Collected data entries
::::::::::

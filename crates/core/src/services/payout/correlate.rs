//! Payout call and reward event correlation.
//!
//! Pure functions over persisted extrinsic and event rows. Pallet and call
//! names are compared loosely (`payout_stakers` and `payoutStakers` both
//! match) so rows written by different decoders correlate the same way.

use serde_json::Value;

use crate::error::{DomainError, DomainResult};
use crate::models::{EraAttribution, Event, Extrinsic};

/// Direct payout calls, as `(pallet, call)`.
pub const PAYOUT_CALLS: &[(&str, &str)] = &[
    ("Staking", "payout_stakers"),
    ("Staking", "payout_stakers_by_page"),
];

/// Batch wrappers that may carry payout calls.
pub const BATCH_CALLS: &[(&str, &str)] = &[
    ("Utility", "batch"),
    ("Utility", "batch_all"),
    ("Utility", "force_batch"),
];

/// Events recording one reward payment.
pub const REWARD_EVENTS: &[(&str, &str)] = &[("Staking", "Rewarded"), ("Staking", "Reward")];

/// Eras paid out for one validator inside one extrinsic.
#[derive(Debug, Clone, PartialEq, Eq)]
pub struct ValidatorEras {
    pub validator: String,
    /// Distinct eras, in order of first appearance.
    pub eras: Vec<u32>,
}

/// Lowercase and strip separators: `payout_stakers` == `payoutStakers`.
fn normalize(name: &str) -> String {
    name.chars()
        .filter(|c| *c != '_')
        .flat_map(char::to_lowercase)
        .collect()
}

fn matches_any(section: &str, method: &str, table: &[(&str, &str)]) -> bool {
    let (section, method) = (normalize(section), normalize(method));
    table
        .iter()
        .any(|(s, m)| normalize(s) == section && normalize(m) == method)
}

pub fn is_payout_call(section: &str, method: &str) -> bool {
    matches_any(section, method, PAYOUT_CALLS)
}

pub fn is_batch_call(section: &str, method: &str) -> bool {
    matches_any(section, method, BATCH_CALLS)
}

pub fn is_reward_event(event: &Event) -> bool {
    matches_any(&event.section, &event.method, REWARD_EVENTS)
}

/// `(section, method)` pairs selecting candidate extrinsics from the store,
/// in both naming styles.
pub fn candidate_calls() -> Vec<(String, String)> {
    PAYOUT_CALLS
        .iter()
        .chain(BATCH_CALLS)
        .flat_map(|(s, m)| {
            [
                (s.to_string(), m.to_string()),
                (s.to_lowercase(), snake_to_camel(m)),
            ]
        })
        .collect()
}

fn snake_to_camel(name: &str) -> String {
    let mut out = String::with_capacity(name.len());
    let mut upper = false;
    for c in name.chars() {
        if c == '_' {
            upper = true;
        } else if upper {
            out.extend(c.to_uppercase());
            upper = false;
        } else {
            out.push(c);
        }
    }
    out
}

// =============================================================================
// Call grouping
// =============================================================================

/// Group the payout calls of one extrinsic by validator.
///
/// A direct payout call yields one entry. A batch yields one entry per
/// distinct validator, accumulating every distinct era that validator was
/// paid for. Non-payout calls inside a batch are ignored.
pub fn group_payout_calls(extrinsic: &Extrinsic) -> DomainResult<Vec<ValidatorEras>> {
    let mut groups: Vec<ValidatorEras> = Vec::new();

    if is_payout_call(&extrinsic.section, &extrinsic.method) {
        let (validator, era) = parse_payout_args(&extrinsic.args)
            .ok_or_else(|| undecodable(extrinsic, &extrinsic.args))?;
        push_payout(&mut groups, validator, era);
    } else if is_batch_call(&extrinsic.section, &extrinsic.method) {
        for call in batch_calls(&extrinsic.args) {
            let Some((section, method, args)) = parse_inner_call(call) else {
                continue;
            };
            if !is_payout_call(&section, &method) {
                continue;
            }
            let (validator, era) =
                parse_payout_args(args).ok_or_else(|| undecodable(extrinsic, args))?;
            push_payout(&mut groups, validator, era);
        }
    }

    Ok(groups)
}

fn push_payout(groups: &mut Vec<ValidatorEras>, validator: String, era: u32) {
    match groups.iter_mut().find(|g| g.validator == validator) {
        Some(group) => {
            if !group.eras.contains(&era) {
                group.eras.push(era);
            }
        }
        None => groups.push(ValidatorEras {
            validator,
            eras: vec![era],
        }),
    }
}

fn undecodable(extrinsic: &Extrinsic, args: &Value) -> DomainError {
    DomainError::DecodingError(format!(
        "payout call in extrinsic {} has unreadable arguments: {}",
        extrinsic.id, args
    ))
}

/// Era a set of grouped payouts is attributed to.
///
/// Exactly one distinct era across all validators attributes to that era;
/// anything else is left unattributed rather than guessed.
pub fn attribute_era(groups: &[ValidatorEras]) -> EraAttribution {
    let mut eras = groups.iter().flat_map(|g| g.eras.iter().copied());
    let Some(first) = eras.next() else {
        return EraAttribution::Unattributed;
    };
    if eras.all(|e| e == first) {
        EraAttribution::Era(first)
    } else {
        EraAttribution::Unattributed
    }
}

/// Validator credited with the payout, `None` for multi-validator batches.
pub fn paid_by(groups: &[ValidatorEras]) -> Option<String> {
    match groups {
        [single] => Some(single.validator.clone()),
        _ => None,
    }
}

// =============================================================================
// Argument decoding
// =============================================================================

/// Inner calls of a batch: `{"calls": [...]}`, `[[...]]` or `[...]`.
///
/// A one-call batch may arrive with its list flattened to the call itself.
fn batch_calls(args: &Value) -> &[Value] {
    let calls = args.get("calls").or_else(|| match args {
        Value::Array(items) if matches!(items.first(), Some(Value::Array(_))) => items.first(),
        Value::Array(_) => Some(args),
        _ => None,
    });
    match calls {
        Some(Value::Array(items)) => items,
        Some(call @ Value::Object(_)) => std::slice::from_ref(call),
        _ => &[],
    }
}

/// Split one inner call into `(section, method, args)`.
///
/// Accepts the variant form `{"Staking": {"payout_stakers": {...}}}` and the
/// flat form `{"section": "staking", "method": "payoutStakers", "args": ...}`.
fn parse_inner_call(call: &Value) -> Option<(String, String, &Value)> {
    let obj = call.as_object()?;

    if let (Some(section), Some(method)) = (
        obj.get("section").and_then(Value::as_str),
        obj.get("method").and_then(Value::as_str),
    ) {
        return Some((section.to_string(), method.to_string(), obj.get("args")?));
    }

    let (section, inner) = single_entry(obj)?;
    let (method, args) = single_entry(inner.as_object()?)?;
    Some((section.clone(), method.clone(), args))
}

fn single_entry(obj: &serde_json::Map<String, Value>) -> Option<(&String, &Value)> {
    match obj.len() {
        1 => obj.iter().next(),
        _ => None,
    }
}

/// Read `(validator, era)` from payout call arguments.
pub fn parse_payout_args(args: &Value) -> Option<(String, u32)> {
    let validator = extract_field(args, &["validator_stash", "validatorStash"], 0, parse_address)?;
    let era = extract_field(args, &["era"], 1, parse_u32)?;
    Some((validator, era))
}

/// Read `(recipient, raw amount)` from a reward event.
pub fn parse_reward(event: &Event) -> DomainResult<(String, u128)> {
    let account = extract_field(&event.data, &["stash", "who", "account"], 0, parse_address);
    let amount = extract_field(&event.data, &["amount", "value"], 1, parse_amount);
    match (account, amount) {
        (Some(account), Some(amount)) => Ok((account, amount)),
        _ => Err(DomainError::DecodingError(format!(
            "reward event {} has unreadable data: {}",
            event.id, event.data
        ))),
    }
}

// =============================================================================
// JSON field helpers
// =============================================================================

/// Extract a field, trying each key in order and falling back to `index`.
fn extract_field<T>(
    data: &Value,
    keys: &[&str],
    index: usize,
    parser: fn(&Value) -> Option<T>,
) -> Option<T> {
    keys.iter()
        .find_map(|key| data.get(*key))
        .or_else(|| data.get(index))
        .and_then(parser)
}

/// Parse an address from a string, an `{"Id": ..}` wrapper, a one-element
/// array or a 32-byte array.
fn parse_address(value: &Value) -> Option<String> {
    match value {
        Value::String(s) if !s.is_empty() => Some(s.clone()),
        Value::Object(obj) => obj
            .get("Id")
            .or_else(|| obj.get("id"))
            .and_then(parse_address),
        Value::Array(arr) if arr.len() == 1 => parse_address(&arr[0]),
        Value::Array(arr) if arr.len() == 32 => {
            let bytes = arr
                .iter()
                .map(|v| v.as_u64().and_then(|b| u8::try_from(b).ok()))
                .collect::<Option<Vec<u8>>>()?;
            Some(format!("0x{}", hex::encode(bytes)))
        }
        _ => None,
    }
}

/// Parse an amount, tolerating numbers, decimal strings and `1,000` grouping.
fn parse_amount(value: &Value) -> Option<u128> {
    match value {
        Value::Number(n) => n.as_u64().map(u128::from),
        Value::String(s) => s.replace(',', "").parse().ok(),
        _ => None,
    }
}

fn parse_u32(value: &Value) -> Option<u32> {
    parse_amount(value).and_then(|v| u32::try_from(v).ok())
}

#[cfg(test)]
mod tests {
    use super::*;
    use chrono::Utc;
    use serde_json::json;

    fn extrinsic(section: &str, method: &str, args: Value) -> Extrinsic {
        Extrinsic {
            id: "100-2".into(),
            block_number: 100,
            index: 2,
            section: section.into(),
            method: method.into(),
            args,
            is_signed: true,
            signer: "0xsigner".into(),
            nonce: 1,
            tip: 0,
            block_date: Utc::now(),
        }
    }

    fn payout_call(validator: &str, era: u32) -> Value {
        json!({"Staking": {"payout_stakers": {"validator_stash": validator, "era": era.to_string()}}})
    }

    #[test]
    fn test_batch_for_two_validators_in_one_era() {
        let ex = extrinsic(
            "Utility",
            "batch",
            json!({"calls": [payout_call("0xA", 7), payout_call("0xB", 7)]}),
        );

        let groups = group_payout_calls(&ex).unwrap();
        assert_eq!(
            groups,
            vec![
                ValidatorEras {
                    validator: "0xA".into(),
                    eras: vec![7]
                },
                ValidatorEras {
                    validator: "0xB".into(),
                    eras: vec![7]
                },
            ]
        );
        assert_eq!(attribute_era(&groups), EraAttribution::Era(7));
        assert_eq!(paid_by(&groups), None);
    }

    #[test]
    fn test_batch_for_one_validator_over_two_eras_is_unattributed() {
        let ex = extrinsic(
            "Utility",
            "batch_all",
            json!({"calls": [payout_call("0xA", 7), payout_call("0xA", 8), payout_call("0xA", 7)]}),
        );

        let groups = group_payout_calls(&ex).unwrap();
        assert_eq!(groups.len(), 1);
        assert_eq!(groups[0].eras, vec![7, 8]);
        assert_eq!(attribute_era(&groups), EraAttribution::Unattributed);
        assert_eq!(paid_by(&groups), Some("0xA".into()));
    }

    #[test]
    fn test_direct_call_in_both_argument_shapes() {
        let named = extrinsic(
            "Staking",
            "payout_stakers",
            json!({"validator_stash": "0xA", "era": 12}),
        );
        let positional = extrinsic("staking", "payoutStakers", json!(["0xA", "1,012"]));

        assert_eq!(
            group_payout_calls(&named).unwrap()[0],
            ValidatorEras {
                validator: "0xA".into(),
                eras: vec![12]
            }
        );
        assert_eq!(group_payout_calls(&positional).unwrap()[0].eras, vec![1012]);
    }

    #[test]
    fn test_flat_batch_shape_and_foreign_calls() {
        let ex = extrinsic(
            "utility",
            "batch",
            json!([[
                {"section": "staking", "method": "payoutStakers", "args": ["0xA", "9"]},
                {"section": "system", "method": "remark", "args": ["0x00"]},
                {"Balances": {"transfer_keep_alive": {"dest": "0xC", "value": "1"}}}
            ]]),
        );

        let groups = group_payout_calls(&ex).unwrap();
        assert_eq!(groups.len(), 1);
        assert_eq!(attribute_era(&groups), EraAttribution::Era(9));
    }

    #[test]
    fn test_one_call_batch_with_flattened_list() {
        let ex = extrinsic("Utility", "batch_all", json!({"calls": payout_call("0xA", 3)}));

        let groups = group_payout_calls(&ex).unwrap();
        assert_eq!(paid_by(&groups).as_deref(), Some("0xA"));
        assert_eq!(attribute_era(&groups), EraAttribution::Era(3));
    }

    #[test]
    fn test_unreadable_payout_args_are_decode_errors() {
        let ex = extrinsic("Staking", "payout_stakers", json!({"era": "7"}));
        assert!(matches!(
            group_payout_calls(&ex),
            Err(DomainError::DecodingError(_))
        ));
    }

    #[test]
    fn test_non_payout_extrinsic_has_no_groups() {
        let ex = extrinsic("Balances", "transfer", json!({"dest": "0xC", "value": "1"}));
        assert!(group_payout_calls(&ex).unwrap().is_empty());
    }

    #[test]
    fn test_reward_event_shapes() {
        let mut event = Event {
            id: "100-5".into(),
            block_number: 100,
            index: 5,
            section: "Staking".into(),
            method: "Rewarded".into(),
            data: json!({"stash": "0xN", "dest": {"Staked": []}, "amount": "5000000000000"}),
            apply_extrinsic: Some(2),
            phase: "ApplyExtrinsic(2)".into(),
            topics: vec![],
            block_date: Utc::now(),
        };
        assert!(is_reward_event(&event));
        assert_eq!(
            parse_reward(&event).unwrap(),
            ("0xN".to_string(), 5_000_000_000_000)
        );

        event.method = "Reward".into();
        event.data = json!(["0xN", 42]);
        assert!(is_reward_event(&event));
        assert_eq!(parse_reward(&event).unwrap().1, 42);

        event.data = json!({"stash": "0xN"});
        assert!(parse_reward(&event).is_err());
    }

    #[test]
    fn test_candidate_calls_cover_both_naming_styles() {
        let calls = candidate_calls();
        assert!(calls.contains(&("Staking".into(), "payout_stakers".into())));
        assert!(calls.contains(&("staking".into(), "payoutStakers".into())));
        assert!(calls.contains(&("utility".into(), "batchAll".into())));
    }
}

::::::::::

BRIEF — Start at the first line of the entries and stop at the line that contains "names are compared". Repeat every line in that span exactly, and nothing beyond it.

FINISHED TASK —
filename crates/core/src/services/payout/correlate.rs
//! Payout call and reward event correlation.
//!
//! Pure functions over persisted extrinsic and event rows. Pallet and call
//! names are compared loosely (`payout_stakers` and `payoutStakers` both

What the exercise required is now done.